2010年代はスキップして(笑)、いきなりシュガー・ベイブ≠ノ戻って『すてきなメロディー』を軽快に歌う。

そして『DANCER』でサックスを大々的にフィーチャーして、タツローさん単独のアカペラ・コーナーへと。
メドレーにして『クリスマス・イブ』になったらバンド形式に戻しましたが、そこから続く『蒼茫』は徐々にパワフルになる。
この辺から後半に差し掛かりますが、「私のライヴは最初っから立ち上がらないでくださいとお願いしてます」とのことで
それまでは1階席の方々も落ち着いて鑑賞してました。『BOMBER』からは1階席の前列の方々は大盛り上がりのよう。

ただ、ホントは『LET'S DANCE BABY』から立ち上がるのがお約束らしく、これはフライングらしいですね・・・。
(「常連さん」と呼ばれるオールドなファンの方々には、色々とルールがあるようですね)

その『LET'S DANCE BABY』では途中でお約束のクラッカーが客席から鳴らされますが、
これは事前に知っていたけど...想像以上に多くの方々がクラッカー持参で来ていたようでビックリしました(苦笑)。
このときのメドレーも何曲も挟んでいたから長かったですけど、『THE THEME FROM BIG WAVE』なんかは
ワンコーラスだけチョット歌うんじゃ物足りないので、いつかはフルコーラスで演奏したのを聞きたいですね。

アンコールに入ったところで、だいたい開演から2時間30分くらい経過していました。
2、3分のインターバルを経て、タツローさんはシャツを着替えて再登場。アンコールも4曲演奏してくれました。

アンコール前に新曲の一つである『MOVE ON』はCMエディット・ヴァージョンと短かったですけど、
ポケモンのストップ・モーション・アニメのテーマ曲である『オノマトペISLAND』はフルコーラスで演奏。
最後にポケモンの声を入れたりしてコミカルな感じですけど、曲自体はタツロー節がしっかり込められていますね。

アンコールは『Ride On Time』も『いつか (SOMEDAY)』も良かったけれども、
バンドメンバー全員がステージから去ってからタツローさんのアカペラで歌い上げる『YOUR EYES』の〆は感動。
やっぱり唯一無二の歌声。これはとっても感動的なラストでした。で、本人がステージにいるうちに客電が点く(笑)。
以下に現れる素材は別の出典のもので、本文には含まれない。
//! Accessibility output for menu surfaces.
//!
//! Menus publish a flat list of [`AccessibleNode`]s describing every open
//! surface and its entries. An accessibility layer maps these onto platform
//! roles (ARIA `menu`, `menuitem`, `menuitemcheckbox`, ...).

use crate::geometry::Rect;
use crate::handle::{ItemId, NodeId};
use serde::{Deserialize, Serialize};

/// Accessible role for screen readers.
#[derive(Debug, Clone, Copy, PartialEq, Eq, Default, Serialize, Deserialize)]
pub enum AccessibleRole {
    /// Generic element
    #[default]
    Generic,
    /// Button that opens a menu
    Button,
    /// Menu surface
    Menu,
    /// Plain menu item (actions and submenu triggers)
    MenuItem,
    /// Checkable menu item
    MenuItemCheckbox,
    /// Radio menu item
    MenuItemRadio,
    /// Visual separator
    Separator,
    /// Non-interactive group label
    Label,
}

/// Checked state for checkable items.
#[derive(Debug, Clone, Copy, PartialEq, Eq, Serialize, Deserialize)]
pub enum CheckedState {
    /// Not checked
    Unchecked,
    /// Checked
    Checked,
}

impl From<bool> for CheckedState {
    fn from(checked: bool) -> Self {
        if checked {
            Self::Checked
        } else {
            Self::Unchecked
        }
    }
}

/// Layout orientation announced for a menu surface.
#[derive(Debug, Clone, Copy, PartialEq, Eq, Default, Serialize, Deserialize)]
pub enum Orientation {
    /// Items stacked vertically
    #[default]
    Vertical,
    /// Items laid out horizontally
    Horizontal,
}

/// What an accessible node describes.
#[derive(Debug, Clone, Copy, PartialEq, Eq, Serialize, Deserialize)]
pub enum AccessibleTarget {
    /// The element that opens the root menu
    Trigger,
    /// A menu surface
    Surface(NodeId),
    /// An entry within a surface
    Item(ItemId),
}

/// An accessible element describing part of an open menu.
#[derive(Debug, Clone, PartialEq, Serialize, Deserialize)]
#[allow(clippy::struct_excessive_bools)]
pub struct AccessibleNode {
    /// What this node describes.
    pub target: AccessibleTarget,
    /// Owning surface for items, parent surface for surfaces.
    pub parent: Option<NodeId>,
    /// Accessible role.
    pub role: AccessibleRole,
    /// Accessible name (label).
    pub name: Option<String>,
    /// Bounding rectangle.
    pub bounds: Rect,
    /// Whether the element is currently focused.
    pub focused: bool,
    /// Whether the element is disabled.
    pub disabled: bool,
    /// Checked state (for checkbox and radio items).
    pub checked: Option<CheckedState>,
    /// Whether the element is expanded (for submenu triggers).
    pub expanded: Option<bool>,
    /// Whether activating the element opens a menu.
    pub has_popup: bool,
    /// Orientation (for surfaces).
    pub orientation: Option<Orientation>,
}

impl AccessibleNode {
    /// Create a node for a menu surface.
    #[must_use]
    pub const fn surface(node: NodeId, parent: Option<NodeId>, bounds: Rect) -> Self {
        Self {
            target: AccessibleTarget::Surface(node),
            parent,
            role: AccessibleRole::Menu,
            name: None,
            bounds,
            focused: false,
            disabled: false,
            checked: None,
            expanded: None,
            has_popup: false,
            orientation: Some(Orientation::Vertical),
        }
    }

    /// Create a node for the root trigger.
    #[must_use]
    pub const fn trigger(role: AccessibleRole, bounds: Rect, expanded: bool) -> Self {
        Self {
            target: AccessibleTarget::Trigger,
            parent: None,
            role,
            name: None,
            bounds,
            focused: false,
            disabled: false,
            checked: None,
            expanded: Some(expanded),
            has_popup: true,
            orientation: None,
        }
    }

    /// Create a node for a menu entry.
    #[must_use]
    pub fn item(item: ItemId, owner: NodeId, role: AccessibleRole, name: &str, bounds: Rect) -> Self {
        Self {
            target: AccessibleTarget::Item(item),
            parent: Some(owner),
            role,
            name: if name.is_empty() {
                None
            } else {
                Some(name.to_string())
            },
            bounds,
            focused: false,
            disabled: false,
            checked: None,
            expanded: None,
            has_popup: false,
            orientation: None,
        }
    }

    /// Whether the element can receive focus.
    #[must_use]
    pub const fn is_focusable(&self) -> bool {
        !self.disabled
            && matches!(
                self.role,
                AccessibleRole::MenuItem
                    | AccessibleRole::MenuItemCheckbox
                    | AccessibleRole::MenuItemRadio
            )
    }
}

#[cfg(test)]
mod tests {
    use super::*;

    #[test]
    fn test_checked_from_bool() {
        assert_eq!(CheckedState::from(true), CheckedState::Checked);
        assert_eq!(CheckedState::from(false), CheckedState::Unchecked);
    }

    #[test]
    fn test_surface_node() {
        let node = AccessibleNode::surface(NodeId::new(1), Some(NodeId::new(0)), Rect::default());
        assert_eq!(node.role, AccessibleRole::Menu);
        assert_eq!(node.orientation, Some(Orientation::Vertical));
        assert_eq!(node.target, AccessibleTarget::Surface(NodeId::new(1)));
        assert!(!node.is_focusable());
    }

    #[test]
    fn test_trigger_node() {
        let node = AccessibleNode::trigger(AccessibleRole::Button, Rect::new(0.0, 0.0, 80.0, 32.0), true);
        assert_eq!(node.target, AccessibleTarget::Trigger);
        assert_eq!(node.expanded, Some(true));
        assert!(node.has_popup);
        assert!(node.parent.is_none());
    }

    #[test]
    fn test_item_node() {
        let node = AccessibleNode::item(
            ItemId::new(4),
            NodeId::new(0),
            AccessibleRole::MenuItemCheckbox,
            "Show Grid",
            Rect::default(),
        );
        assert_eq!(node.name.as_deref(), Some("Show Grid"));
        assert_eq!(node.parent, Some(NodeId::new(0)));
        assert!(node.is_focusable());
    }

    #[test]
    fn test_disabled_and_separator_not_focusable() {
        let mut node = AccessibleNode::item(
            ItemId::new(1),
            NodeId::new(0),
            AccessibleRole::MenuItem,
            "Print",
            Rect::default(),
        );
        node.disabled = true;
        assert!(!node.is_focusable());

        let sep = AccessibleNode::item(
            ItemId::new(2),
            NodeId::new(0),
            AccessibleRole::Separator,
            "",
            Rect::default(),
        );
        assert!(sep.name.is_none());
        assert!(!sep.is_focusable());
    }
}
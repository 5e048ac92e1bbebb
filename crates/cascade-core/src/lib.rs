//! Core types for Cascade menu primitives.
//!
//! This crate provides foundational types used throughout Cascade:
//! - Geometric primitives: [`Point`], [`Size`], [`Rect`], [`Polygon`]
//! - Input events: [`Event`], [`Key`], [`PointerType`]
//! - Reading direction: [`Direction`]
//! - Opaque handles: [`ItemId`], [`NodeId`] and host time [`Timestamp`]
//! - Accessibility output: [`AccessibleNode`]

pub mod accessibility;
mod direction;
mod event;
mod geometry;
mod handle;

pub use accessibility::{
    AccessibleNode, AccessibleRole, AccessibleTarget, CheckedState, Orientation,
};
pub use direction::Direction;
pub use event::{Event, Key, Modifiers, MouseButton, PointerType};
pub use geometry::{Point, Polygon, Rect, Size, EDGE_EPSILON};
pub use handle::{ItemId, NodeId, Timestamp};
これはこれで予定通りのプログラムだったのでしょうけど、本人が御礼している最中に客電点くのは初めて見た(笑)。

それにしても、評判の高さに納得のライヴでした。本人もMCで「4階席の奥のアナタにも届くように頑張ります!」と
言っていましたが、ホントにそんな感じの内容。なかなかあそこまで70歳を超えてから出来ることではないですよ。
欲が出てきて、「次はあれが聞きたい、これが聞きたい」という願望が出てきたので(笑)、また応募すると思います。

想像以上でビックリしたのは、そのサービス精神の高さですね。正直、テレビに出ない人なので
どんな雰囲気なのか、ライヴではどういう姿勢で対峙するのか、まったくよく分からず行ったのでこれはビックリ。
多少、自慢話や説教臭い話しはありますけど(笑)、でも、しきりにファンへの感謝の言葉を口にしていますし、
“一見さん”へのアピールも忘れずにするあたりがスゴい。こだわりも強い人なのだろうけど、優しさも垣間見れます。

そりゃ長く見ているファンであれば、多少なりとも衰えが見えているのかもしれませんが、
この2時間50分はスゴく贅沢な時間だったと思います。チケットがなかなか獲れないのがネックですけど、
これで1万2000円とはコスト・パフォーマンスは最高です。ご本人も言ってましたけど、来年もツアーをやるそうです。